Since the “Winds” and “Brass” libraries share a fair amount of the same functions, I will rather concentrate on the differences and additional functions, Chris Hein Orchestral Brass offers.
Here we go!
When loading up your first instrument, you’re presented with an almost disturbingly simple interface by Chris Hein standards. Don’t be fooled though, all the controls, faders, knobs and modulation options are there, it’s just that they’re hidden under the hood. What you see is the so-called “Basics” tab, which should provide a simple, easy-on-the-eyes overview of only the most important features. The first page of the “Basics” tab provides you with information on which key you’re playing and which articulation you’re currently using. It also notifies you, when you enter the extended range of an instrument. On the second page labeled “Control“, you’ll find a quick overview of the most important control options. These include playing velocity, dynamic layer switching, vibrato amount and a collection of Note Heads. I already went into detail on the “Note Heads” feature in my Chris Hein Winds review, so feel free you check it out if you’re looking for more information on that. The third and last page of the Basics tab brings you to Chris Hein’s dual layer reverb engine (which I also described in-depth in my Chris Hein Winds review). Here, you can choose from an extensive list of different impulse responses as well as control the volume and pre-delay of the reverb engines.

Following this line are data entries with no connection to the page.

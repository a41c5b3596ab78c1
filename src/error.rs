//! Error taxonomy for the script runtime
//!
//! Canceled and truncated runs are not errors; they are terminal outcomes
//! reported through [`crate::script::ScriptOutcome`].

use std::path::PathBuf;
use thiserror::Error;

use crate::parser::ParseError;

#[derive(Debug, Error)]
pub enum ScriptError {
    /// The dry run failed to compile or raised an error.
    #[error("syntax check failed for {script}: {detail}")]
    Syntax { script: String, detail: String },

    /// The dry run finished with intervals still pending.
    #[error("interval begun but never completed in {script}")]
    UnterminatedInterval { script: String },

    /// A command was invoked with fewer arguments than its minimum.
    #[error("invalid argument count for {command}: expected at least {required}, got {supplied}")]
    ParameterCount {
        command: String,
        required: usize,
        supplied: usize,
    },

    /// `complete_interval` was called with nothing pending.
    #[error("complete_interval called with no interval pending")]
    IntervalUnderflow,

    /// A gosub target file does not exist.
    #[error("gosub target not found: {}", path.display())]
    GosubTargetNotFound { path: PathBuf },

    /// A gosub class override did not resolve to a registered script type.
    #[error("unknown script type: {name}")]
    UnknownScriptType { name: String },

    /// The snippet does not define a `main` entry point.
    #[error("no main entry point defined in {script}")]
    EntryPointMissing { script: String },

    /// A child script failed; wraps the child's error as the chain unwinds.
    #[error("gosub {script} failed: {source}")]
    Gosub {
        script: String,
        #[source]
        source: Box<ScriptError>,
    },

    /// A name used in the snippet is neither a command, a variable, nor a
    /// local definition.
    #[error("unknown name: {name}")]
    UnknownName { name: String },

    /// A context variable was invoked as if it were a command.
    #[error("{name} is not callable")]
    NotCallable { name: String },

    /// An argument had the wrong type or shape for the command.
    #[error("invalid argument for {command}: {detail}")]
    InvalidArgument { command: String, detail: String },

    /// Local definitions recursed past the interpreter's depth limit.
    #[error("call depth limit of {limit} exceeded")]
    RecursionLimit { limit: usize },

    /// A host service invocation failed.
    #[error("service call failed: {0}")]
    Host(String),

    #[error(transparent)]
    Parse(#[from] ParseError),

    #[error(transparent)]
    Io(#[from] std::io::Error),
}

By clicking on the second tab underneath the interface labelled “Articulation Presets“, you’ll be directed to a more elaborate control interface. Most of the options, like the articulation switcher, dynamic layers, note heads and vibrato should be already familiar if you own another Chris Hein product.
By clicking on the orange “Overview” button in the Articulation tab, you can see, which articulation is assigned to which keyswitch. The preset keyswitches range from A-1 to A#0, but you can freely reassign and change articulations to any keys you like. You also get the option of choosing the mode of every single keyswitch. These include “Permanent“, “While Hold” and “Next Note“. In “Permanent mode“, you just have to hit a keyswitch once to change articulations whereas in “While Hold” mode, articulations switch back to the previous setting as soon as you let go of the key. This is especially useful if you want to throw in a run or rip while playing a legato line. When selecting the last option “Next Note“, the keyswitch doesn’t take place until the next note is played.
What’s new, is the “Blending” tab as well as a sophisticated Legato/Pedal tab. The Blending tab allows you to seamlessly blend between a normal sustain articulation and a flutter tongue articulation. Although “Flutter Tongue” is available as a discrete articulation from the top menu, the blending option allows you to simulate the playing style of going in and out of a flutter smoothly.
The Legato/Pedal tab offers a whole lot of options concerning the speed, length and tuning of your legato articulation. By turning on and off the little orange lights, you can assign different functions to your sustain pedal. This way, while playing a normal short legato line you could step on your sustain pedal to switch over to a longer legato transition or enable “Glide-Mode“. Opposed to a smooth and seamless legato transition, enabling the so-called “Glide-Mode” results in transitions, where you can hear all the notes that lie between the played interval. For example, playing a legato line from C4 to G4 with Glide-Mode activated, you hear a quick run up including all the notes within the fifth. The Glide Mode tab lets you further shape the speed and scale of your glide, as well as the maximum of steps that are integrated.
By clicking the little “Edit” button in between the labels, you’ll get to another menu which presents even more control options for your legato and glide playing.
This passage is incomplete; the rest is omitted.